━━━━━ Provided records

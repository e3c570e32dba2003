use flipbook_core::gesture::{COMMIT_THRESHOLD, DRAG_NORMALIZATION};
use flipbook_core::*;

fn drag(tracker: &mut GestureTracker, start: f32, end: f32) -> GestureOutcome {
    assert_eq!(tracker.press(start), PressOutcome::Started);
    tracker.move_to(end);
    tracker.release(end).expect("drag was active")
}

#[test]
fn test_short_drags_never_commit() {
    let mut tracker = GestureTracker::new();
    for delta in [-50.0, -30.0, -0.5, 0.0, 12.0, 50.0] {
        let outcome = drag(&mut tracker, 300.0, 300.0 + delta);
        assert!(
            matches!(outcome, GestureOutcome::Cancelled { .. }),
            "delta {} should cancel",
            delta
        );
        assert_eq!(tracker.progress(), 0.0);
    }
}

#[test]
fn test_left_drag_requests_next() {
    let mut tracker = GestureTracker::new();
    let outcome = drag(&mut tracker, 300.0, 220.0);
    assert_eq!(
        outcome,
        GestureOutcome::Commit {
            intent: SwipeIntent::Next,
            delta: -80.0
        }
    );
}

#[test]
fn test_right_drag_requests_previous() {
    let mut tracker = GestureTracker::new();
    let outcome = drag(&mut tracker, 100.0, 100.0 + COMMIT_THRESHOLD + 1.0);
    assert!(matches!(
        outcome,
        GestureOutcome::Commit {
            intent: SwipeIntent::Previous,
            ..
        }
    ));
}

#[test]
fn test_progress_follows_drag() {
    let mut tracker = GestureTracker::new();
    tracker.press(500.0);

    assert_eq!(tracker.move_to(400.0), Some(-0.5));
    assert_eq!(tracker.move_to(500.0 + DRAG_NORMALIZATION * 3.0), Some(1.0));
    assert_eq!(tracker.move_to(0.0), Some(-1.0));
    assert_eq!(tracker.progress(), -1.0);
}

#[test]
fn test_second_press_is_rejected() {
    let mut tracker = GestureTracker::new();
    assert_eq!(tracker.press(100.0), PressOutcome::Started);
    assert_eq!(tracker.press(900.0), PressOutcome::Rejected);

    // The original drag is still measured from its own start
    assert_eq!(
        tracker.release(20.0),
        Some(GestureOutcome::Commit {
            intent: SwipeIntent::Next,
            delta: -80.0
        })
    );
    assert!(!tracker.is_active());
}

#[test]
fn test_move_and_release_without_press() {
    let mut tracker = GestureTracker::new();
    assert_eq!(tracker.move_to(10.0), None);
    assert_eq!(tracker.release(10.0), None);
}

#[test]
fn test_cancel_resets() {
    let mut tracker = GestureTracker::new();
    tracker.press(0.0);
    tracker.move_to(120.0);
    tracker.cancel();

    assert!(!tracker.is_active());
    assert_eq!(tracker.progress(), 0.0);
    assert_eq!(tracker.release(120.0), None);
}

#[test]
fn test_intent_targets() {
    assert_eq!(SwipeIntent::Next.target_from(5), 6);
    assert_eq!(SwipeIntent::Previous.target_from(5), 4);
    assert_eq!(SwipeIntent::Previous.target_from(1), 0);
}

#[test]
fn test_gesture_drives_navigator_at_edges() {
    let mut tracker = GestureTracker::new();
    let mut nav = Navigator::new(3).unwrap();

    // Drag right on page 1: previous page does not exist
    if let GestureOutcome::Commit { intent, .. } = drag(&mut tracker, 0.0, 90.0) {
        assert!(nav.request(intent.target_from(nav.current())).started().is_none());
    } else {
        panic!("expected commit");
    }
    assert_eq!(nav.current(), 1);
}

━━━━━━━━━━

When you output the entries, keep every word exactly as it stands.

Answer to this task:
repository e3c570e32dba2003
use flipbook_core::gesture::{COMMIT_THRESHOLD, DRAG_NORMALIZATION};
use flipbook_core::*;

fn drag(tracker: &mut GestureTracker, start: f32, end: f32) -> GestureOutcome {
    assert_eq!(tracker.press(start), PressOutcome::Started);
    tracker.move_to(end);
    tracker.release(end).expect("drag was active")
}

#[test]
fn test_short_drags_never_commit() {
    let mut tracker = GestureTracker::new();
    for delta in [-50.0, -30.0, -0.5, 0.0, 12.0, 50.0] {
        let outcome = drag(&mut tracker, 300.0, 300.0 + delta);
        assert!(
            matches!(outcome, GestureOutcome::Cancelled { .. }),
            "delta {} should cancel",
            delta
        );
        assert_eq!(tracker.progress(), 0.0);
    }
}

#[test]
fn test_left_drag_requests_next() {
    let mut tracker = GestureTracker::new();
    let outcome = drag(&mut tracker, 300.0, 220.0);
    assert_eq!(
        outcome,
        GestureOutcome::Commit {
            intent: SwipeIntent::Next,
            delta: -80.0
        }
    );
}

#[test]
fn test_right_drag_requests_previous() {
    let mut tracker = GestureTracker::new();
    let outcome = drag(&mut tracker, 100.0, 100.0 + COMMIT_THRESHOLD + 1.0);
    assert!(matches!(
        outcome,
        GestureOutcome::Commit {
            intent: SwipeIntent::Previous,
            ..
        }
    ));
}

#[test]
fn test_progress_follows_drag() {
    let mut tracker = GestureTracker::new();
    tracker.press(500.0);

    assert_eq!(tracker.move_to(400.0), Some(-0.5));
    assert_eq!(tracker.move_to(500.0 + DRAG_NORMALIZATION * 3.0), Some(1.0));
    assert_eq!(tracker.move_to(0.0), Some(-1.0));
    assert_eq!(tracker.progress(), -1.0);
}

#[test]
fn test_second_press_is_rejected() {
    let mut tracker = GestureTracker::new();
    assert_eq!(tracker.press(100.0), PressOutcome::Started);
    assert_eq!(tracker.press(900.0), PressOutcome::Rejected);

    // The original drag is still measured from its own start
    assert_eq!(
        tracker.release(20.0),
        Some(GestureOutcome::Commit {
            intent: SwipeIntent::Next,
            delta: -80.0
        })
    );
    assert!(!tracker.is_active());
}

#[test]
fn test_move_and_release_without_press() {
    let mut tracker = GestureTracker::new();
    assert_eq!(tracker.move_to(10.0), None);
    assert_eq!(tracker.release(10.0), None);
}

#[test]
fn test_cancel_resets() {
    let mut tracker = GestureTracker::new();
    tracker.press(0.0);
    tracker.move_to(120.0);
    tracker.cancel();

    assert!(!tracker.is_active());
    assert_eq!(tracker.progress(), 0.0);
    assert_eq!(tracker.release(120.0), None);
}

#[test]
fn test_intent_targets() {
    assert_eq!(SwipeIntent::Next.target_from(5), 6);
    assert_eq!(SwipeIntent::Previous.target_from(5), 4);
    assert_eq!(SwipeIntent::Previous.target_from(1), 0);
}

#[test]
fn test_gesture_drives_navigator_at_edges() {
    let mut tracker = GestureTracker::new();
    let mut nav = Navigator::new(3).unwrap();

    // Drag right on page 1: previous page does not exist
    if let GestureOutcome::Commit { intent, .. } = drag(&mut tracker, 0.0, 90.0) {
        assert!(nav.request(intent.target_from(nav.current())).started().is_none());
    } else {
        panic!("expected commit");
    }
    assert_eq!(nav.current(), 1);
}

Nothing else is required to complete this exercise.